Ma noi conosciamo quello che non sappiamo di non conoscere?

Ma noi conosciamo quello che non sappiamo di non conoscere?

Visita alla XXIII Esposizione Internazionale di Triennale Milano «Unknown Unknowns. An Introduction to Mysteries»

 

MILANO. Superato lo scioglilingua del titolo e ancora incerti su come conoscere ciò che non si sa di non conoscere – non crediate che il più sintetico inglese Unknown Unknowns vi aiuti – si apre allo spettatore un’esposizione varia e composita.

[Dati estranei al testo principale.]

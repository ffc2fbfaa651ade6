//! CLI 명령 파싱 모듈.

use std::path::PathBuf;

use clap::{Parser, Subcommand};

use crate::domain::migration::{FailureMode, RunOptions};

#[derive(Debug, Parser)]
#[command(name = "envpilot")]
#[command(about = "Migrate filtered .env variables into deployment platform environments")]
pub struct Cli {
    #[command(subcommand)]
    command: Option<Commands>,

    /// Source env file (default: .env.local or config defaults.source_path)
    source: Option<PathBuf>,

    /// Print what would be provisioned, do not invoke the platform CLI
    #[arg(long)]
    dry_run: bool,

    /// How provisioning failures are handled: ignore, best-effort, fail-fast
    #[arg(long, value_name = "MODE")]
    failure_mode: Option<String>,

    /// Allowed key prefix (repeatable, replaces configured list)
    #[arg(long = "allow", value_name = "PREFIX")]
    allow_prefixes: Vec<String>,

    /// Blocked key substring (repeatable, replaces configured list)
    #[arg(long = "block", value_name = "SUBSTRING")]
    block_substrings: Vec<String>,
}

#[derive(Debug, Subcommand)]
enum Commands {
    /// Show effective merged config and provisioner command availability
    Config,
}

#[derive(Debug)]
pub enum CliAction {
    InspectConfig,
    Migrate(RunOptions),
}

impl Cli {
    pub fn parse_action() -> Result<CliAction, String> {
        Cli::parse().into_action()
    }

    fn into_action(self) -> Result<CliAction, String> {
        if let Some(Commands::Config) = self.command {
            return Ok(CliAction::InspectConfig);
        }

        let failure_mode = match self.failure_mode.as_deref() {
            None => None,
            Some(raw) => Some(FailureMode::parse(raw).ok_or_else(|| {
                format!("unknown failure mode '{raw}' (expected ignore, best-effort, fail-fast)")
            })?),
        };

        Ok(CliAction::Migrate(RunOptions {
            source_path: self.source,
            dry_run: self.dry_run,
            failure_mode,
            allow_prefixes: self.allow_prefixes,
            block_substrings: self.block_substrings,
        }))
    }
}

#[cfg(test)]
mod tests {
    use super::*;

    fn action(args: &[&str]) -> Result<CliAction, String> {
        Cli::try_parse_from(args).unwrap().into_action()
    }

    #[test]
    fn bare_invocation_uses_configured_defaults() {
        let Ok(CliAction::Migrate(options)) = action(&["envpilot"]) else {
            panic!("expected migrate action");
        };
        assert!(options.source_path.is_none());
        assert!(!options.dry_run);
        assert!(options.failure_mode.is_none());
        assert!(options.allow_prefixes.is_empty());
        assert!(options.block_substrings.is_empty());
    }

    #[test]
    fn flags_map_onto_run_options() {
        let Ok(CliAction::Migrate(options)) = action(&[
            "envpilot",
            ".env.production",
            "--dry-run",
            "--failure-mode",
            "fail-fast",
            "--allow",
            "APP_",
            "--allow",
            "STRIPE",
            "--block",
            "TEST",
        ]) else {
            panic!("expected migrate action");
        };
        assert_eq!(options.source_path, Some(PathBuf::from(".env.production")));
        assert!(options.dry_run);
        assert_eq!(options.failure_mode, Some(FailureMode::FailFast));
        assert_eq!(options.allow_prefixes, ["APP_", "STRIPE"]);
        assert_eq!(options.block_substrings, ["TEST"]);
    }

    #[test]
    fn config_subcommand_selects_inspection() {
        assert!(matches!(
            action(&["envpilot", "config"]),
            Ok(CliAction::InspectConfig)
        ));
    }

    #[test]
    fn unknown_failure_mode_is_rejected() {
        let err = action(&["envpilot", "--failure-mode", "retry"]).unwrap_err();
        assert!(err.contains("unknown failure mode 'retry'"));
    }
}
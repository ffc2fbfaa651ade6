pub mod inspect_config;
pub mod migrate_env;
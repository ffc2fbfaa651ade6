//! CLI 인터페이스 모듈 묶음.

pub mod command;

pub use command::{Cli, CliAction};
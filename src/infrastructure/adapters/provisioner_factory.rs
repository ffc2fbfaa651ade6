//! 프로비저닝 클라이언트 팩토리 포트 구현 어댑터.

use crate::application::config::Config;
use crate::application::ports::{ProvisionerFactory, ProvisioningClient};
use crate::infrastructure::provisioning::{CommandProvisioner, DryRunProvisioner};

/// dry-run 여부에 따라 실제/가상 실행기를 고른다.
pub struct ProvisionerFactoryAdapter;

impl ProvisionerFactory for ProvisionerFactoryAdapter {
    fn build(&self, config: &Config, dry_run: bool) -> Box<dyn ProvisioningClient> {
        let spec = config.provisioner_spec();
        if dry_run {
            Box::new(DryRunProvisioner::new(spec))
        } else {
            Box::new(CommandProvisioner::new(spec))
        }
    }
}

Ambizioso e anche un poco oscuro il tema – le sezioni vengono ampiamente spiegate in un’affollata quanto lunga conferenza stampa – la XXIII edizione internazionale è scandita in spazi e modalità piuttosto tradizionali, soprattutto rispetto ai “termini non strettamente disciplinari” che il presidente Stefano Boeri dichiara essere alla base di questa edizione. Edizione che segue “Broken Nature” di Paola Antonelli del 2019, dalla quale sono passati tre anni che “hanno portato il conflitto della natura dentro di noi sotto forma di virus” costringendoci, sempre secondo Boeri, a guardare l’ignoto attraverso una rassegna che “non offre soluzioni, ma pone domande”.

 

Un arcipelago di mostre

Così il tema, vastissimo, prende forma in un arcipelago di mostre che spaziano dalla storia all’arte, dall’astrofisica alle culture nazionali, dalla tecnologia dei materiali all’autobiografia, consegnando allo spettatore il compito d’istituire corrispondenze per portare squarci di luce sull’ignoto, pensiamo noi. Ma forse non è proprio così, visto che Ersilia Vaudo, main curator, ci istruisce sulla nostra appartenenza ad “una realtà che ci prescinde, ma che ci contiene”.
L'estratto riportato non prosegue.